As companies and investors painfully discovered in 2008, liquidity can be most elusive when you need it most.
Going forward, for both structural and operational reasons, there is every reason to believe that liquidity will become quite patchy when markets encounter the next major air pocket. The turmoil of recent weeks provided a vivid illustration that the global economy and financial markets are undergoing two transitions.
The first has to do with the shift from a prolonged regime of repressed financial volatility to an environment of increased instability. The primary reason is that central banks are less willing or able to act as suppressors of volatility. The second involves the ongoing move away from counter-cyclical balance sheets. Facing tighter regulation and sharply reduced market appetite for short-term earnings deviations, broker-dealers have shown they are a lot less willing to take on inventory when the market overshoots.
Yet liquidity still tends to be underappreciated by financial investors — both in an absolute sense and relative to corporations that even today are inclined to carry quite a bit of cash on their balance sheets.
There are two major reasons that financial investors have tended to place so little value on liquidity, thereby underappreciating the considerable optionality that comes with it.
First, they have been repeatedly conditioned to believe that central banks will step in to normalize markets — and do so at virtually the first signs of real stress.
Second, liquidity is “negative carry” in the sense that it usually involves forgoing some income (and possibly capital appreciation) potential relative to the other ways the money could be deployed — for example, earning nothing on cash while you could invest in a high-yield bond, but subject to a host of risk factors.
As valid as these arguments are, they should not be used to obfuscate structural realities on the ground. Moreover, the longer central banks continue to fill their role of the past decade as the “only game in town” — that is, following policies dedicated to repressing market volatility and artificially boosting asset prices — the greater the subsequent risk to their effectiveness and operational autonomy.

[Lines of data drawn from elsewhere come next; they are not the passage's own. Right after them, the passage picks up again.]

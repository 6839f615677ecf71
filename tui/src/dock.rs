//! Bottom dock: context indicator, completion dots, Reflect, shift perspective.

use ratatui::{
    Frame,
    layout::{Alignment, Constraint, Direction, Layout, Rect},
    style::Style,
    text::{Line, Span},
    widgets::{Block, BorderType, Borders, Paragraph},
};

use perspective_engine::{App, AppFlow};
use perspective_types::ExperienceKind;

use crate::theme::{Glyphs, Palette, icon_glyph, styles};

/// Icon identifier and label for the context indicator.
pub(crate) fn context(flow: AppFlow) -> (&'static str, &'static str) {
    match flow {
        AppFlow::Hub => ("square.grid.2x2", "The Hub"),
        AppFlow::Journey(kind) => (kind.icon(), kind.label()),
        AppFlow::Synthesis => ("sparkles", "Synthesis"),
        AppFlow::Onboarding => ("circle", ""),
    }
}

pub(crate) fn draw(frame: &mut Frame, app: &App, area: Rect, palette: &Palette, glyphs: &Glyphs) {
    let options = app.ui_options();
    let block = Block::default()
        .borders(Borders::ALL)
        .border_type(BorderType::Rounded)
        .border_style(Style::default().fg(palette.bg_border))
        .style(Style::default().bg(palette.bg_panel));
    let inner = block.inner(area);
    frame.render_widget(block, area);

    let chunks = Layout::default()
        .direction(Direction::Horizontal)
        .constraints([
            Constraint::Length(26), // Context
            Constraint::Min(1),     // Progress dots
            Constraint::Length(18), // Reflect + shift
        ])
        .split(inner);

    let (icon, label) = context(app.flow());
    let indicator = Line::from(vec![
        Span::styled(format!(" {} ", icon_glyph(icon, options)), styles::body(palette)),
        Span::styled(label, styles::key_hint(palette)),
    ]);
    frame.render_widget(Paragraph::new(indicator), chunks[0]);

    let completed = app.completed_count();
    let dots: Vec<Span> = (0..ExperienceKind::COUNT)
        .map(|i| {
            if i < completed {
                Span::styled(format!("{} ", glyphs.dot_filled), styles::title(palette))
            } else {
                Span::styled(format!("{} ", glyphs.dot_empty), styles::dimmed(palette))
            }
        })
        .collect();
    frame.render_widget(
        Paragraph::new(Line::from(dots)).alignment(Alignment::Center),
        chunks[1],
    );

    let reflect_style = if app.reflect_enabled() {
        styles::reflect_enabled(palette)
    } else {
        styles::reflect_disabled(palette)
    };
    let controls = Line::from(vec![
        Span::styled(format!(" {} Reflect ", glyphs.reflect), reflect_style),
        Span::raw("  "),
        Span::styled(glyphs.shift, styles::key_hint(palette)),
        Span::raw(" "),
    ]);
    frame.render_widget(
        Paragraph::new(controls).alignment(Alignment::Right),
        chunks[2],
    );
}
//! Circular hub of all experiences.

use ratatui::{
    Frame,
    layout::Rect,
    text::{Line, Span},
    widgets::Paragraph,
};
use unicode_width::UnicodeWidthStr;

use perspective_engine::App;
use perspective_types::{ExperienceKind, Size, hub_position};

use crate::draw_centered_line;
use crate::theme::{Glyphs, Palette, icon_glyph, styles};

/// Terminal cells are roughly twice as tall as they are wide.
const CELL_ASPECT: f64 = 2.0;

/// Cell position of an experience node within `area`.
pub(crate) fn node_cell(kind: ExperienceKind, area: Rect) -> (u16, u16) {
    let viewport = Size::new(f64::from(area.width), f64::from(area.height) * CELL_ASPECT);
    let point = hub_position(kind, viewport);
    let x = area.x + (point.x.round() as u16).min(area.width.saturating_sub(1));
    let y = area.y + ((point.y / CELL_ASPECT).round() as u16).min(area.height.saturating_sub(1));
    (x, y)
}

pub(crate) fn draw(frame: &mut Frame, app: &App, area: Rect, palette: &Palette, glyphs: &Glyphs) {
    let options = app.ui_options();

    if app.hub_state().is_idle() {
        draw_centered_line(
            frame,
            area,
            area.y + 1,
            Line::styled("Select a perspective to begin", styles::body(palette)),
        );
    }

    for kind in ExperienceKind::ALL {
        let (cx, cy) = node_cell(kind, area);
        let selected = app.hub_cursor() == kind;
        let completed = app.is_completed(kind);

        let style = if selected {
            styles::node_selected(palette)
        } else if completed {
            styles::node_completed(palette)
        } else {
            styles::node(palette)
        };

        let mut text = format!(" {} {} ", icon_glyph(kind.icon(), options), kind.label());
        if completed {
            text.push_str(glyphs.completed);
            text.push(' ');
        }
        let width = (text.width() as u16).min(area.width);
        let half = width / 2;
        let max_x = area.right().saturating_sub(width);
        let x = cx.saturating_sub(half).clamp(area.x, max_x.max(area.x));

        let mut spans = Vec::with_capacity(2);
        if selected {
            spans.push(Span::styled(glyphs.selected, styles::key_highlight(palette)));
        }
        spans.push(Span::styled(text, style));
        let line = Line::from(spans);
        let width = (line.width() as u16).min(area.right().saturating_sub(x));
        frame.render_widget(Paragraph::new(line), Rect::new(x, cy, width, 1));
    }

    let hint = Line::from(vec![
        Span::styled("←/→", styles::key_highlight(palette)),
        Span::styled(" move  ", styles::key_hint(palette)),
        Span::styled("Enter", styles::key_highlight(palette)),
        Span::styled(" begin  ", styles::key_hint(palette)),
        Span::styled("1-8", styles::key_highlight(palette)),
        Span::styled(" jump  ", styles::key_hint(palette)),
        Span::styled("q", styles::key_highlight(palette)),
        Span::styled(" quit", styles::key_hint(palette)),
    ]);
    draw_centered_line(frame, area, area.bottom().saturating_sub(1), hint);
}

This is not to say that financial investors should rush to liquidate their positions and hold everything in cash. There is clear evidence that the distribution of potential outcomes from this period of transition is bimodal, with relatively high probabilities for both good and bad endpoints.
Instead, investors should strive for liquidity positioning attuned to this type of distribution as the global economy approaches a three-way intersection, or what the British call a T-junction.
The road that the global economy is currently traveling will effectively come to an end soon and will yield to one of two quite different, truly contrasting alternatives: a materially better state of the world or a materially worse one.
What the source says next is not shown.